Thursday, January 18, 2018

A Goodbye Letter to Seattle




Dear Seattle,
I will miss your emerald skyline, your parks that make the city feel like a giant playground. I will miss your ubiquitous water that is like liquid Prozac on my nerves. I will miss Rainier keeping a distant but studious eye over you and your soaring housing prices.
I will miss trying to order a Bitchwich at Biscuit Bitch with a straight face, fancy brunch at Portage Bay, and I will also miss scrounging the inner linings of my car for spare change to buy a Dicks Burger.
I will miss your magical summer evenings: splashing in the International Fountain with my boys and random nude adults on quaaludes, and bike rides along the Burke-Gilman trail - can we make it to Lake Washington tonight, kids?
I will miss ALL the salmon. Fresh salmon lofted between fishmongers at Pike Place Market, salmon grilled on cedar planks, salmon murals, salmon-shaped slides on your playgrounds. I will miss going to Ballard Locks with my Mexican father-in-law and trying to explain that no, you cannot just grab the salmon off the ladders and take them home to grill because they are "protected" - and that word getting completely lost in translation.
I will miss M's games and guessing if the giant roof will be open or closed at Safeco during the rainy drizzle. I will miss having to explain to my kid why people refer to the Downtown Biospheres as "Bezos Balls."
I will miss worrying that my pink-haired techy millennial neighbors will starve if UberEats ever goes under. And I will miss other neighbors with big houses who leave their Christmas lights up through the winter because the darkness at 4PM on a January afternoon can feel unbearable. I will miss giggling at the irony of your wealthy all-white neighborhoods dotted with Black Lives Matters signs, but I will also miss how those same neighbors cradled and reaffirmed our mixed family post-election.

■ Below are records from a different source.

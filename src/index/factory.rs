//! Index factory / lifecycle (§4.F).
//!
//! Grounded on `original_source/index/secure_index_factory.py`'s
//! `SecureIndexFactory.createIndex`/`storeIndex`: compare the remote
//! index object's stored modification time against the local index
//! file's mtime, download+decrypt if the remote is newer or local is
//! absent, otherwise keep what is on disk. On shutdown, re-upload if the
//! index changed during the run or the startup comparison forced it.

use crate::error::Result;
use crate::index::store::SecureIndex;
use crate::remote::RemoteStore;
use crate::secure_name::{secure_name, Salts};
use crate::stream::crypto::CryptoKey;
use crate::stream::gzip::{GzipCompressStream, GzipDecompressStream};
use crate::stream::pull::{PullRead, ReaderSource};
use crate::stream::{DecryptStream, EncryptStream};
use std::path::{Path, PathBuf};
use std::sync::Arc;

/// Result of acquiring the index at startup.
pub struct OpenedIndex {
    pub index: Arc<SecureIndex>,
    /// `true` if the remote copy was missing or older than local at
    /// startup — forces a re-upload at shutdown even if nothing changed
    /// during this run, so the remote catches up.
    pub force_upload: bool,
}

/// Builds and tears down the secure index for one bucket.
pub struct IndexFactory<'a> {
    remote: &'a dyn RemoteStore,
    local_index_path: PathBuf,
    bucket: String,
    salts: Salts,
    passphrase: String,
    test_mode: bool,
}

impl<'a> IndexFactory<'a> {
    pub fn new(
        remote: &'a dyn RemoteStore,
        local_index_path: impl Into<PathBuf>,
        bucket: impl Into<String>,
        salts: Salts,
        passphrase: impl Into<String>,
        test_mode: bool,
    ) -> Self {
        Self {
            remote,
            local_index_path: local_index_path.into(),
            bucket: bucket.into(),
            salts,
            passphrase: passphrase.into(),
            test_mode,
        }
    }

    fn index_remote_name(&self) -> Result<String> {
        secure_name(&format!("{}/index", self.bucket), &self.salts)
    }

    /// Steps 1-6 of §4.F.
    pub async fn create_index(&self) -> Result<OpenedIndex> {
        let local_mod_time = local_mod_time_ms(&self.local_index_path);

        let mut force_upload = local_mod_time.is_none();

        if !self.test_mode {
            let remote_name = self.index_remote_name()?;
            if let Some(remote_mod_time) = self.remote.stat(&remote_name).await? {
                let remote_is_newer = match local_mod_time {
                    None => true,
                    Some(local) => remote_mod_time > local,
                };
                if remote_is_newer {
                    self.download_and_decrypt_index(&remote_name).await?;
                    force_upload = false;
                } else {
                    force_upload = false;
                }
            } else {
                // No remote index yet: local (if any) is authoritative,
                // and we must upload at shutdown regardless.
                force_upload = true;
            }
        }

        let index = SecureIndex::open(&self.local_index_path)?;
        Ok(OpenedIndex {
            index,
            force_upload,
        })
    }

    async fn download_and_decrypt_index(&self, remote_name: &str) -> Result<()> {
        let encrypted = self.remote.download_by_name(remote_name).await?;
        let key = CryptoKey::derive(&self.passphrase, &self.salts.fixed_salt)?;
        let mut decrypt = DecryptStream::new(crate::stream::SliceSource::new(&encrypted), key)?;
        let compressed = decrypt.read_to_end()?;
        let mut decompress =
            GzipDecompressStream::new(crate::stream::SliceSource::new(&compressed));
        let plaintext = decompress.read_to_end()?;
        std::fs::write(&self.local_index_path, plaintext)?;
        Ok(())
    }

    /// On shutdown: re-encrypt and upload the local index file if
    /// `has_changes || force_upload`.
    pub async fn store_index(&self, index: &SecureIndex, force_upload: bool) -> Result<()> {
        if self.test_mode {
            return Ok(());
        }
        if !(index.has_changes() || force_upload) {
            return Ok(());
        }

        index.flush()?;

        let plaintext = std::fs::read(&self.local_index_path)?;
        let reader = ReaderSource::new(std::io::Cursor::new(plaintext));
        let compress = GzipCompressStream::new(reader);
        let key = CryptoKey::derive(&self.passphrase, &self.salts.fixed_salt)?;
        let mut encrypt = EncryptStream::new(compress, key);
        let ciphertext = encrypt.read_to_end()?;

        // Tag the object with the just-flushed local file's mtime so the
        // next `create_index` comparison (step 2-3 above) has something
        // to compare against (spec.md line 121).
        let local_mod_time = local_mod_time_ms(&self.local_index_path).unwrap_or(0);

        let remote_name = self.index_remote_name()?;
        self.remote
            .upload_with_mod_time(&ciphertext, &remote_name, local_mod_time)
            .await?;
        Ok(())
    }
}

fn local_mod_time_ms(path: &Path) -> Option<i64> {
    let meta = std::fs::metadata(path).ok()?;
    let modified = meta.modified().ok()?;
    let since_epoch = modified
        .duration_since(std::time::UNIX_EPOCH)
        .unwrap_or_default();
    Some(since_epoch.as_millis() as i64)
}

I might even miss the jaw-dropping, white-knuckled bus ride that is the E-line a little bit.
No. No, I won't.
But most of all, I will miss you, Green Lake. Beautiful Green Lake, you have been the backdrop to my boys' childhoods. We have swung in your trees, swam in your water, boated to the epic and mysterious Duck Island. We have circled your path while trying to make sense of our own lives and the world we live in. And we always leave your shores feeling a little bit better.